Command line options#
The Splunk Fetcher is a small CLI that can be used to fetch data from Splunk via a search query. It can be called in a Yaku workflow with the splunk-fetcher command. The CLI of splunk-fetcher offers the following options (see also splunk-fetcher --help):
Usage: splunk-fetcher [OPTIONS]
Fetch Splunk query result as JSON or CSV
Options:
--version Output version information and exit.
--colors / --no-colors Enable or disable colors in output.
--debug Show debug log messages.
-q, --query TEXT Splunk query
--validate-results Validate the number of received results.
Does not work with one shot searches
-f, --file TEXT File that contains the Splunk query
-a, --app TEXT Splunk app name e.g. tamer_std_ods
[required]
-u, --username TEXT Splunk username [required]
-p, --password TEXT Splunk password [required]

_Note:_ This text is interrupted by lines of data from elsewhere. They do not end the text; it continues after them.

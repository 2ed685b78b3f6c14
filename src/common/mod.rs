// Common module - shared types and utilities across all modules

pub mod error;
pub mod helpers;
pub mod id_generator;
pub mod migrations;
pub mod state;
pub mod validation;

// Re-export commonly used types for convenience
pub use error::ApiError;
pub use helpers::safe_email_log;
pub use id_generator::*;
pub use state::AppState;
pub use validation::{ValidationError, ValidationResult, Validator};
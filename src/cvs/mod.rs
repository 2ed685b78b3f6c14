// src/cvs/mod.rs
//
// CV processing domain: models, the structuring/anonymization/quality
// pipeline, validators, and the HTTP surface

pub mod anonymizer;
pub mod handlers;
pub mod models;
pub mod quality;
pub mod routes;
pub mod structurer;
pub mod validators;

#[cfg(test)]
mod tests;

// Re-export commonly used items
pub use routes::cvs_routes;
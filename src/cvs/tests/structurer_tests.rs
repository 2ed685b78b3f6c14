// src/cvs/tests/structurer_tests.rs
//! Behavior tests for the deterministic structuring fallback

use crate::cvs::models::CvSection;
use crate::cvs::structurer::{
    calculate_cultural_fit, determine_section_order, extract_cv_data_fallback,
    extract_education_from_text, extract_experience_from_text, extract_skills_from_text,
    fallback_linkedin_questions, generate_default_summary,
};
use crate::extract::{extract_contact_info, ContactSignals};

const SAMPLE_CV: &str = "\
Jane Doe
Senior Software Engineer
jane.doe@example.com
555-123-4567
Austin, TX

Experience

Acme Corporation
- Built data pipelines in Python and SQL
- Led migration to Docker and Kubernetes

Globex
- Managed a team using Scrum

Education

State University
Bachelor of Science

Skills
JavaScript, React, PostgreSQL, Git, Leadership";

#[test]
fn test_fallback_on_empty_text_is_structurally_valid() {
    let candidate = extract_cv_data_fallback("", &ContactSignals::default());

    assert_eq!(candidate.full_name, "Unknown Candidate");
    assert_eq!(candidate.title, "Professional");
    assert_eq!(candidate.email, "email@example.com");
    assert_eq!(candidate.phone, "+1 (000) 000-0000");
    assert_eq!(candidate.location, "Location Not Specified");
    assert!(!candidate.summary.is_empty());
    assert_eq!(candidate.section_order.len(), 3);
    assert!(!candidate.experience.is_empty());
    assert!(!candidate.education.is_empty());
    assert_eq!(candidate.linkedin_questions.len(), 5);
    assert!((1..=5).contains(&candidate.cultural_fit_rating));
}

#[test]
fn test_fallback_on_sample_cv_picks_up_fields() {
    let contact = extract_contact_info(SAMPLE_CV);
    let candidate = extract_cv_data_fallback(SAMPLE_CV, &contact);

    assert_eq!(candidate.full_name, "Jane Doe");
    assert_eq!(candidate.email, "jane.doe@example.com");
    assert_eq!(candidate.phone, "555-123-4567");
    assert!(candidate.skills.contains(&"python".to_string()));
    assert!(candidate.skills.contains(&"docker".to_string()));
    assert!(candidate
        .experience
        .iter()
        .any(|entry| entry.company == "Acme Corporation"));
    assert!(candidate
        .education
        .iter()
        .any(|entry| entry.school.contains("University")));
}

#[test]
fn test_fallback_name_skips_section_headings() {
    // A two-word capitalized line that carries a section keyword is not a name
    let text = "Work Experience\nJohn Smith\nDeveloper";
    let candidate = extract_cv_data_fallback(text, &ContactSignals::default());
    assert_eq!(candidate.full_name, "John Smith");
}

#[test]
fn test_skills_are_lowercased_deduped_and_capped() {
    let text = "Python PYTHON python Java java RUST rust Go SQL MySQL Redis \
                Docker AWS Git Jenkins Agile Scrum Leadership Teamwork HTML CSS";
    let skills = extract_skills_from_text(text);

    assert_eq!(skills.len(), 10);
    let unique: std::collections::HashSet<_> = skills.iter().collect();
    assert_eq!(unique.len(), skills.len());
    assert!(skills.iter().all(|s| s.chars().all(|c| !c.is_uppercase())));
}

#[test]
fn test_experience_bullets_attach_to_preceding_company() {
    let text = "Acme Corporation\n- Shipped the flagship product\n- Mentored juniors\nGlobex\n- Ran operations";
    let experience = extract_experience_from_text(text);

    assert_eq!(experience.len(), 2);
    assert_eq!(experience[0].company, "Acme Corporation");
    assert_eq!(experience[0].details.len(), 2);
    assert_eq!(experience[0].details[0], "Shipped the flagship product");
    assert_eq!(experience[1].company, "Globex");
    assert_eq!(experience[1].details, vec!["Ran operations".to_string()]);
}

#[test]
fn test_experience_placeholder_when_nothing_matches() {
    let experience = extract_experience_from_text("no companies here, just prose.");
    assert_eq!(experience.len(), 1);
    assert_eq!(experience[0].company, "Example Company");
    assert_eq!(experience[0].details.len(), 2);
}

#[test]
fn test_education_placeholder_when_nothing_matches() {
    let education = extract_education_from_text("nothing relevant");
    assert_eq!(education.len(), 1);
    assert_eq!(education[0].school, "University");
    assert_eq!(education[0].degree, "Bachelor's Degree");
}

#[test]
fn test_section_order_decision_table() {
    // (skills, experience, education)
    assert_eq!(
        determine_section_order(true, true, true),
        vec![CvSection::Skills, CvSection::Experience, CvSection::Education]
    );
    assert_eq!(
        determine_section_order(false, true, true),
        vec![CvSection::Experience, CvSection::Skills, CvSection::Education]
    );
    assert_eq!(
        determine_section_order(true, false, true),
        vec![CvSection::Skills, CvSection::Education, CvSection::Experience]
    );
    for (skills, experience, education) in [
        (true, true, false),
        (false, false, true),
        (false, true, false),
        (true, false, false),
        (false, false, false),
    ] {
        assert_eq!(
            determine_section_order(skills, experience, education),
            vec![CvSection::Experience, CvSection::Education, CvSection::Skills]
        );
    }
}

#[test]
fn test_cultural_fit_baseline_and_ceiling() {
    assert_eq!(calculate_cultural_fit(0, 0, 0), 3);
    assert_eq!(calculate_cultural_fit(6, 11, 1), 5);
    // Score never leaves the rating scale even with every bonus applied
    assert!((1..=5).contains(&calculate_cultural_fit(100, 100, 100)));
}

#[test]
fn test_cultural_fit_is_monotonic_in_each_input() {
    for count in 0..20 {
        assert!(calculate_cultural_fit(count + 1, 0, 0) >= calculate_cultural_fit(count, 0, 0));
        assert!(calculate_cultural_fit(0, count + 1, 0) >= calculate_cultural_fit(0, count, 0));
        assert!(calculate_cultural_fit(0, 0, count + 1) >= calculate_cultural_fit(0, 0, count));
    }
}

#[test]
fn test_fallback_questions_are_flagged_and_complete() {
    let questions = fallback_linkedin_questions();

    assert_eq!(questions.len(), 5);
    for (i, question) in questions.iter().enumerate() {
        assert_eq!(question.id, format!("fallback-{}", i + 1));
        assert!(!question.question.is_empty());
        assert!(!question.answer.is_empty());
        assert!(["personal", "linkedin"].contains(&question.category.as_str()));
    }
}

#[test]
fn test_default_summary_templates() {
    let both = generate_default_summary(4, 6);
    assert!(both.contains("4 years"));
    assert!(both.contains("6 key areas"));

    let experience_only = generate_default_summary(2, 0);
    assert!(experience_only.contains("2 years"));

    let neither = generate_default_summary(0, 0);
    assert!(neither.contains("Motivated professional"));
}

-h, --host TEXT Splunk host
-P, --port INTEGER Splunk port
-o, --output-format [json|csv|xml]
Output format [default: json]
--force Force the overwrite of the output file
-r, --result-file TEXT Splunk result file
--oneq-upload Upload the result to OneQ
--animations / --no-animations Disable animations
--one-shot / --no-one-shot One shot search
--start-time TEXT Start time for one shot search e.g.
2021-01-01
--end-time TEXT End time for one shot search e.g. 2021-01-01
--help Show this message and exit.
When calling the CLI, you need to have the evidence_path
environment variable set. Moreover, if you do not provide any options, you will be prompted afterwards to provide the app name, username and password.